The organization said it has sealed the tunnel off.
It is no secret that Hamas has dug entire networks of tunnels in the coastal enclave, as it has publicly boasted of it and posted videos of its armed forces carrying rocket launchers and other weapons while walking through them. It has spent tens of millions of dollars building this subterranean infrastructure so its terrorist operatives could move about and store munitions without being seen by Israel’s eyes in the sky.
One of the IDF’s main goals in last year’s Operation Guardian of the Walls was to destroy the dozens of miles of subterranean infrastructure it dubbed “the metro.” In one operation alone, the air force dropped some 80 tons of explosives on tunnels in the northern part of the coastal enclave.

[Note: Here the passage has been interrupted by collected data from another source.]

use std::path::Path;

use anyhow::{Context, Result};
use folio_core::Report;
use tracing::{info, warn};

use crate::audit::{AuditLog, AuditRecord};
use crate::context::RequestContext;
use crate::registry::Registry;

/// Runs registered operations on behalf of a request context and records
/// every attempt in the audit log.
pub struct Runner {
    registry: Registry,
    audit: AuditLog,
}

impl Runner {
    pub fn new(registry: Registry, audit: AuditLog) -> Self {
        Self { registry, audit }
    }

    pub fn registry(&self) -> &Registry {
        &self.registry
    }

    pub async fn run(
        &self,
        ctx: &RequestContext,
        name: &str,
        input: &Path,
        output_dir: &Path,
    ) -> Result<Report> {
        let operator = ctx.require()?;
        let operation = self
            .registry
            .get(name)
            .with_context(|| {
                format!(
                    "unknown operation `{name}` (available: {})",
                    self.registry.names().join(", ")
                )
            })?;

        info!(operator, operation = name, input = %input.display(), "running operation");
        let (input_owned, output_owned) = (input.to_path_buf(), output_dir.to_path_buf());
        let result = tokio::task::spawn_blocking(move || operation.run(&input_owned, &output_owned))
            .await
            .context("operation task failed")?;

        let file = input
            .file_name()
            .map(|n| n.to_string_lossy().into_owned())
            .unwrap_or_else(|| input.display().to_string());
        if let Err(e) = self.audit.append(&AuditRecord::new(operator, name, &file, &result)) {
            warn!(error = %e, log = %self.audit.path().display(), "could not write audit record");
        }

        Ok(result?)
    }
}

#[cfg(test)]
mod tests {
    use super::*;
    use crate::context::AccessGate;
    use crate::registry::tests::Marker;
    use std::sync::Arc;

    fn runner(dir: &Path) -> Runner {
        let mut registry = Registry::new();
        registry.register(Arc::new(Marker("marker")));
        Runner::new(registry, AuditLog::new(dir.join("usage.csv")))
    }

    fn signed_in() -> RequestContext {
        AccessGate::new(Some("k".into())).authenticate("ana", Some("k"))
    }

    #[tokio::test]
    async fn successful_run_is_audited() {
        let dir = tempfile::tempdir().unwrap();
        let runner = runner(dir.path());
        let out = dir.path().join("out");

        let report = runner
            .run(&signed_in(), "marker", Path::new("/tmp/march.pdf"), &out)
            .await
            .unwrap();
        assert_eq!(report.get("Input"), Some("/tmp/march.pdf"));
        assert!(out.join("marker.txt").exists());

        let records = AuditLog::new(dir.path().join("usage.csv")).read_all().unwrap();
        assert_eq!(records.len(), 1);
        assert_eq!(records[0].operator, "ana");
        assert_eq!(records[0].operation, "marker");
        assert_eq!(records[0].file, "march.pdf");
        assert_eq!(records[0].outcome, "ok");
    }

    #[tokio::test]
    async fn failed_run_is_audited_and_returned() {
        let dir = tempfile::tempdir().unwrap();
        let runner = runner(dir.path());

        let err = runner
            .run(&signed_in(), "marker", Path::new("fail.pdf"), dir.path())
            .await
            .unwrap_err();
        assert!(err.to_string().contains("cannot read input"));

        let records = AuditLog::new(dir.path().join("usage.csv")).read_all().unwrap();
        assert_eq!(records[0].outcome, "error: cannot read input");
    }

    #[tokio::test]
    async fn unauthenticated_context_never_runs() {
        let dir = tempfile::tempdir().unwrap();
        let runner = runner(dir.path());
        let out = dir.path().join("out");
        let ctx = AccessGate::new(None).authenticate("ana", Some("k"));

        assert!(runner.run(&ctx, "marker", Path::new("a.pdf"), &out).await.is_err());
        assert!(!out.exists());
        assert!(!dir.path().join("usage.csv").exists());
    }

    #[tokio::test]
    async fn unknown_operation_is_an_error() {
        let dir = tempfile::tempdir().unwrap();
        let err = runner(dir.path())
            .run(&signed_in(), "payroll", Path::new("a.pdf"), dir.path())
            .await
            .unwrap_err();
        assert!(err.to_string().contains("unknown operation `payroll`"));
    }
}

The hope had also been catch many terrorists inside when they subsequently collapsed, but in a review of the 11-day clash in May, the army said that while the tunnels’ destruction was a significant setback for Hamas, it did not lose many men that way.
Then, too, one of the tunnels the IDF hit had been constructed under UNRWA educational institutions. Shortly after the operation ended, the agency admitted that it had found “what appears to be a cavity and a possible tunnel, at the location of the missile strike” on the inner courtyard of two boys’ schools in Gaza City.
The discovery led it to censure both sides of the conflict, with its press release beginning with a denunciation of Israel.
The Israeli Air Force had hit its compound with two missiles “with no advanced warning,” it complained, “contrary to the inviolability of UNRWA premises, and despite the schools being designated as an emergency shelter for civilians.” It did admit that no one was on the premises at the time.
Regarding the IAF’s target, it said, “UNRWA condemns the existence and potential use by Palestinian armed groups of such tunnels underneath its schools in the strongest possible terms. It is unacceptable that students and staff be placed at risk in such a way.”
When UN personnel came in August before the start of the school year to check that there were no explosives left at the site, Hamas police quickly arrived and demanded that they leave. They complied, and the police closed off the area.